The Importance of Touch

I watched the panic in my friend’s eyes when her newborn child made first contact with this world. “Quick! Put the baby on your chest. Make sure she gets skin contact”. Sure enough, her husband was already cradling the babe on his chest at peace with the miracle of holding life in his arms. In my friend’s urgent voice – I felt the fear of seeing so many people who had suffered from the lack of human touch and so many children deprived of what is normal human affection. My friend is a child psychologist and has worked with disturbed kids (and adults) for many years. Some of the disturbed children came from families who lacked the basics of bonding that come from human loving touch.

If a child grows up without touch, adult stimulation and interaction, they do not know how to appropriately connect with others, they lack empathy, the ability to imagine what it’s like to be in someone else’s skin, the ability to process feelings. These traits exist in a lot of us – kids or adults – the inability to understand others is one example. It is very simple to blame someone. It takes more cognitive processes and ability to listen to your own feelings in order to process understanding of others’ actions without blaming them for their actions.

In my friend’s experience the importance of the child having contact with the skin was vital to give the newborn a safe new world order. So the child moves from fluid suspension to the tenderness of skin and nurturing touch. In the first hours of transition from uterus to “earth” the child becomes reconditioned to a whole new language for their sensory nervous system. We spend the rest of our lives adjusting to and seeking the nurturing touch that re-establishes our world after leaving the womb.

Research has found direct correlation between nurturing touch on a child’s brain development. Basically, if the child does not receive touch, the brain cannot develop neural pathways that allow the brain to process new information, learn how to love, how to form functional relationships with other humans and how to manage your environment. Without the nurturing reassurance of the parent, the new born will withdraw and shut down emotional pathways which then stops different parts of the brain communicating with each other and that prevents the emotional fluidity required to develop evolving exchange of emotion in relationships.

In my movement practice, I see women and men who have forgotten a childhood freedom in their bodies. I use dance and movement to teach women and men how to love their body and express themselves. In private sessions I encounter the beliefs created by the emotional body, where the body and mind have made certain beliefs about how the person should be, behave and feel. These beliefs are influenced by their cultural experience and their parental patterns. The strongest pattern comes from the contrast between the lineage of family patterns of emotional bonding and expression in reaction to their general family pattern, or, what I call your “innate”.


When it comes to the body, there are a lot of emotions around touch, how you receive touch or how you are allowed to receive touch. The programming in the body with receiving touch is synonymous with receiving and giving love. There is a non-verbal dialogue in the body about the way we receive touch and the way we receive love in our body. Each body, every-body, has their unique dialogue around touch.


As you discover the world in your body through touch, you will find your own story about how you are in relationships. If you have concerns about touch, you will most likely have concerns about your body or your relationships and you will have disconnected from your innate.

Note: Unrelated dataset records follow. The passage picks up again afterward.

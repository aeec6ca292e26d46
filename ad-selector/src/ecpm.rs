use chrono::NaiveDate;
use once_cell::sync::Lazy;
use primitives::{Campaign, Config, Money};
use serde::Serialize;

/// No adjusted price goes below this, whatever the multipliers say.
pub const PRICE_FLOOR: Money = Money::from_cents(10);

/// Campaigns started before this date keep the per-country multipliers they
/// were sold under.
pub static PRICING_CUTOVER: Lazy<NaiveDate> =
    Lazy::new(|| NaiveDate::from_ymd_opt(2019, 3, 7).expect("valid date"));

/// Effective per-country price for a campaign.
///
/// Fixed-eCPM campaigns serve at their base price everywhere. Everything
/// else is scaled by the country's multiplier from the config table, with
/// the unknown-country multiplier as the default when no country resolved.
/// Unknown country codes never fail; they fall back to that same default.
pub fn adjusted_ecpm(campaign: &Campaign, country_code: Option<&str>, config: &Config) -> Money {
    if campaign.fixed_ecpm {
        return campaign.ecpm;
    }

    let mut adjusted = campaign.ecpm.scaled(config.unknown_country_multiplier);
    if let Some(country) = country_code.and_then(|code| config.country(code)) {
        let keeps_launch_pricing = campaign
            .start_date
            .map(|start| start < *PRICING_CUTOVER)
            .unwrap_or(false);

        let multiplier = if keeps_launch_pricing {
            country.country_multiplier
        } else {
            country.cpm_multiplier
        };
        adjusted = campaign.ecpm.scaled(multiplier);
    }

    adjusted.max(PRICE_FLOOR)
}

/// One row of the per-country pricing report.
#[derive(Debug, Clone, PartialEq, Serialize)]
#[serde(rename_all = "camelCase")]
pub struct CountryEcpm {
    pub country_code: String,
    pub country_name: String,
    pub ecpm: Money,
}

/// Adjusted price for every country the campaign targets, in target order.
/// Countries missing from the config table are skipped.
pub fn ecpms(campaign: &Campaign, config: &Config) -> Vec<CountryEcpm> {
    campaign
        .country_codes
        .iter()
        .filter_map(|code| {
            config.country(code).map(|country| CountryEcpm {
                country_code: code.clone(),
                country_name: country.name.clone(),
                ecpm: adjusted_ecpm(campaign, Some(code), config),
            })
        })
        .collect()
}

So how does an adult who has been neglected or has a bad story around touch start to rebuild their confidence in their body? You distrust your body, your body’s natural ability to be loved and to be loving. You lose your natural intuition that allows your body to make positive beliefs about interacting with others and to be positive about giving nurturing to another. You lose your body’s ability to know what feels good and what does not feel good. You are out of sync with the natural joy that is in your body.


The complex answer starts by finding your innate voice and joy in the body so your sense of your innate is able to navigate around the programming of other influences in your life. Once you have connected to your innate, you have a stronger ability to determine what feels good and what feels bad for you on many levels, including your body, how you wish to be touched, how you wish to share with others, how close you would like to be with someone, how to express yourself verbally and non-verbally. Continuing to strengthen your sense of your innate in your body is something that continues throughout life. Your innate will never seek to damage or harm your body and will always seek to find a stronger connection to others that allows them to experience joy and love.


The simple answer is to create healthy pathways in your emotional experience of the body that connect healthy touch with loving your body or giving love. Get a massage, hug someone or simply find ways to give gentle touch that show you care.